Solicito todos os exames necessários e forneço todas as orientações pré e pós-operatórias, além de estar sempre à disposição dos meus pacientes para atendimento e acompanhamento em casos de eventuais intercorrências. Esclareço que existem reações biológicas inerentes a cada paciente, as quais são informadas em termos de consentimento antes de cada cirurgia.
Como membro da Sociedade Brasileira de Cirurgia Plástica (SBCP), Society of Aestgetic Plástico Surgery (ISAPS) e da Associação Brasileira de Cirurgiões Plásticos (BAPS), estou em constante atualização profissional, realizando cursos de qualificação e participando de congressos voltados ao conhecimento e aprimoramento do domínio dos procedimentos em cirurgia plástica. Realizo uma média de 300 cirurgias por ano e, em todas, utilizo as técnicas mais modernas e recomendadas dentro da especialidade.

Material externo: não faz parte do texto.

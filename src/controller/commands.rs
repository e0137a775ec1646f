//! Search and shuffle commands

use crate::model::{Pacing, PlaylistEntry, ShuffleOutcome, SHUFFLE_PLAYLIST_NAME};

use super::{AppController, ControllerEvent};

/// What the user should see after a shuffle
#[derive(Debug, PartialEq, Eq)]
pub(crate) enum Notice {
    Status(String),
    Error(String),
}

impl AppController {
    /// Filter playlists by the current search query on a background task.
    ///
    /// Ignored while a previous search is still running.
    pub async fn submit_search(&self) {
        let model = self.model.lock().await;
        let Some(spotify) = model.get_spotify_client().await else {
            return;
        };
        if !model.begin_search().await {
            tracing::debug!("Search already running, ignoring submission");
            return;
        }
        let query = model.get_ui_state().await.search_query;
        drop(model);

        tracing::debug!(query = %query, "Performing search");
        let events = self.events.clone();
        tokio::spawn(async move {
            let playlists = spotify.search(&query).await;
            if events.send(ControllerEvent::SearchCompleted(playlists)).is_err() {
                tracing::debug!("UI loop closed before search finished");
            }
        });
    }

    /// Shuffle the playlist behind `entry` into the shuffle playlist and start
    /// playback, on a background task.
    ///
    /// Ignored while a previous shuffle is still running.
    pub async fn activate(&self, entry: PlaylistEntry) {
        let model = self.model.lock().await;
        let Some(spotify) = model.get_spotify_client().await else {
            return;
        };
        if !model.begin_shuffle(&entry.name).await {
            tracing::debug!(playlist = %entry.name, "Shuffle already running, ignoring activation");
            return;
        }
        drop(model);

        tracing::info!(playlist = %entry.name, "Shuffle requested");
        let events = self.events.clone();
        tokio::spawn(async move {
            let outcome = spotify.shuffle_and_play(&entry.name).await;
            let event = ControllerEvent::ShuffleCompleted {
                playlist: entry.name,
                outcome,
            };
            if events.send(event).is_err() {
                tracing::debug!("UI loop closed before shuffle finished");
            }
        });
    }

    /// Fold a finished command into the model. Runs on the UI loop.
    pub async fn apply_event(&self, event: ControllerEvent) {
        let model = self.model.lock().await;

        match event {
            ControllerEvent::SearchCompleted(playlists) => {
                tracing::debug!(count = playlists.len(), "Search results ready");
                model.finish_search(&playlists).await;
            }
            ControllerEvent::ShuffleCompleted { playlist, outcome } => {
                model.finish_shuffle().await;
                match Self::describe_outcome(&playlist, &outcome) {
                    Notice::Status(message) => model.set_status(message).await,
                    Notice::Error(message) => {
                        model.clear_status().await;
                        model.set_error(message).await;
                    }
                }
            }
        }
    }

    pub(crate) fn describe_outcome(playlist: &str, outcome: &ShuffleOutcome) -> Notice {
        match outcome {
            ShuffleOutcome::Playing {
                tracks,
                failed_batches,
                ..
            }
            | ShuffleOutcome::NoActiveDevice {
                tracks,
                failed_batches,
            } if *failed_batches >= tracks.div_ceil(Pacing::BATCH_SIZE) => Notice::Error(format!(
                "Could not add any of the {} tracks from \"{}\" to \"{}\"",
                tracks, playlist, SHUFFLE_PLAYLIST_NAME
            )),
            ShuffleOutcome::Playing {
                tracks,
                failed_batches,
                device,
            } => Notice::Status(format!(
                "Playing {} shuffled tracks from \"{}\" on {}{}",
                tracks,
                playlist,
                device,
                Self::failed_suffix(*failed_batches)
            )),
            ShuffleOutcome::NoActiveDevice {
                tracks,
                failed_batches,
            } => Notice::Status(format!(
                "Shuffled {} tracks into \"{}\"{}. No active device found, open Spotify somewhere to play it.",
                tracks,
                SHUFFLE_PLAYLIST_NAME,
                Self::failed_suffix(*failed_batches)
            )),
            ShuffleOutcome::NotFound => {
                Notice::Error(format!("No playlist found matching \"{}\"", playlist))
            }
            ShuffleOutcome::NoValidTracks => {
                Notice::Error(format!("No valid tracks found in \"{}\"", playlist))
            }
            ShuffleOutcome::Busy => {
                Notice::Status("A shuffle is already running, try again when it finishes".to_string())
            }
            ShuffleOutcome::NetworkError(reason) => Notice::Error(Self::format_error(reason)),
        }
    }

    fn failed_suffix(failed_batches: usize) -> String {
        if failed_batches == 0 {
            String::new()
        } else {
            format!(" ({} batches failed)", failed_batches)
        }
    }
}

O Código de Ética Médica veda que o profissional exponha fatos dos quais teve conhecimento em razão de sua função, mesmo que tornados públicos. Além disso, os processos citados nesta matéria encontram-se sob sigilo processual. Por tais razões, minha manifestação sobre cada caso continuará sendo feita nos autos das respectivas ações.
Tenho confiança na ética e no comprometimento com que conduzo o meu trabalho e estou seguro de que todas as acusações serão esclarecidas na justiça.”